I spent yesterday sub-contracting for another firm. Well, it gives me a change of scene, is furnished with a range of mildly-abusive, work-related banter and provides travel to exotic locations.
OK, so it was Caithness, but during the second visit of the day, as I was fetching some equipment from the van, a rather exotic-sounding bird call rang out through the surprisingly mild September air.
Do they have Birds of Paradise in the north of Scotland?
Typically (and I really should've known better), it wasn't some gaudily-plumed, jack-in-the-box screecher. Let's face it, Caithness is not known for its dense rainforest habitat. Dense rain, perhaps, but forest? No.

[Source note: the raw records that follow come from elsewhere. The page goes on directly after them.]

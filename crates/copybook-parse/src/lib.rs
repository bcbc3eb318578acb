//! Schema-driven fixed-width parsing engine.
//!
//! Turns one raw line of a legacy flat file into a typed entity graph:
//!
//! 1. the [slicer](slice()) cuts fixed-width fields by 0-based position,
//!    padding short lines with spaces so every slice has its declared
//!    width;
//! 2. the [value-source resolver](resolve_source) produces each field's
//!    raw input — a fixed-width slice, a constant with
//!    `${BatchId}`/`${SourceSystem}` substitution, or the shared job
//!    timestamp;
//! 3. the five [field parsers](field) apply per-type value semantics:
//!    exact-format dates, decimals with implied places and overpunch
//!    signs, bounded integers, trimmed/cased/replaced strings, and
//!    boolean literals;
//! 4. the [record parser](RecordParser) writes parsed values through the
//!    cached property binder and, in graph mode, expands OCCURS groups
//!    into child collections with padding or count termination.
//!
//! The engine is synchronous and holds no mutable state beyond the
//! write-once binder caches, so one [`RecordParser`] can serve any
//! number of worker threads parsing disjoint lines of the same job.

mod error;
pub mod field;
mod overpunch;
mod record;
mod slice;
mod source;
mod text;

pub use error::{ConfigError, ParseError};
pub use field::{parser_for, FieldParser};
pub use overpunch::{decode_overpunch, encode_overpunch};
pub use record::RecordParser;
pub use slice::slice;
pub use source::{resolve_source, ImportContext, RawValue};
pub use text::{
    apply_case, apply_trim, collapse_spaces, is_all_spaces, is_all_zeros, try_parse_exact_date,
};

/// Result type for parsing operations.
pub type Result<T> = std::result::Result<T, ParseError>;
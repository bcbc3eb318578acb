//! Shared text predicates and normalization helpers.

use chrono::NaiveDate;
use copybook_layout::{CaseMode, TrimMode};

/// Fallback formats tried after every configured format fails.
///
/// Deliberately short and unambiguous; legacy feeds that need anything
/// else must configure it explicitly.
pub(crate) const FALLBACK_DATE_FORMATS: &[&str] =
    &["%Y-%m-%d", "%Y%m%d", "%Y/%m/%d", "%m/%d/%Y"];

/// Whether every character is a space. Empty strings qualify.
pub fn is_all_spaces(s: &str) -> bool {
    s.chars().all(|c| c == ' ')
}

/// Whether the value is a zero fill: no spaces, only `0` and `.`, and
/// at least one `0` (so `"."` alone does not qualify).
pub fn is_all_zeros(s: &str) -> bool {
    !s.is_empty() && s.chars().all(|c| c == '0' || c == '.') && s.contains('0')
}

/// Remove every space character.
pub fn collapse_spaces(s: &str) -> String {
    s.chars().filter(|&c| c != ' ').collect()
}

/// Strip spaces from the configured side(s).
pub fn apply_trim(s: &str, mode: TrimMode) -> &str {
    match mode {
        TrimMode::Left => s.trim_start_matches(' '),
        TrimMode::Right => s.trim_end_matches(' '),
        TrimMode::Both => s.trim_matches(' '),
        TrimMode::None => s,
    }
}

/// Normalize case per the configured mode.
pub fn apply_case(s: &str, mode: CaseMode) -> String {
    match mode {
        CaseMode::Upper => s.to_uppercase(),
        CaseMode::Lower => s.to_lowercase(),
        CaseMode::None => s.to_string(),
    }
}

/// Try each strftime format in order; first match wins.
pub fn try_parse_exact_date(s: &str, formats: &[impl AsRef<str>]) -> Option<NaiveDate> {
    formats
        .iter()
        .find_map(|fmt| NaiveDate::parse_from_str(s, fmt.as_ref()).ok())
}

That said, compared to Orkney, it was very verdantly vegetated. And vertically, too, rather than practically horizontal. There was an actual hawthorn hedge by the side of the road, for crying out loud. Can you imagine? Oh yeah, you probably can, my bad. Any road, all of these trees and shrubby stuff may have been enough to knock my ears out of kilter.
What was that call?
Eventually, the bird hopped into view at the top of a conifer.
Had to be, eh? The old 'if you don't know what it is, it's a Great Tit' mantra.
So, more Paridae than Paradisaeidae.
I was a mere 43km from home, but it could've been a world away. The hour's ferry journey across the Pentland Firth is just not something which Parus major is that bothered about. I blame the pricing policy and the lack of peanuts in the galley.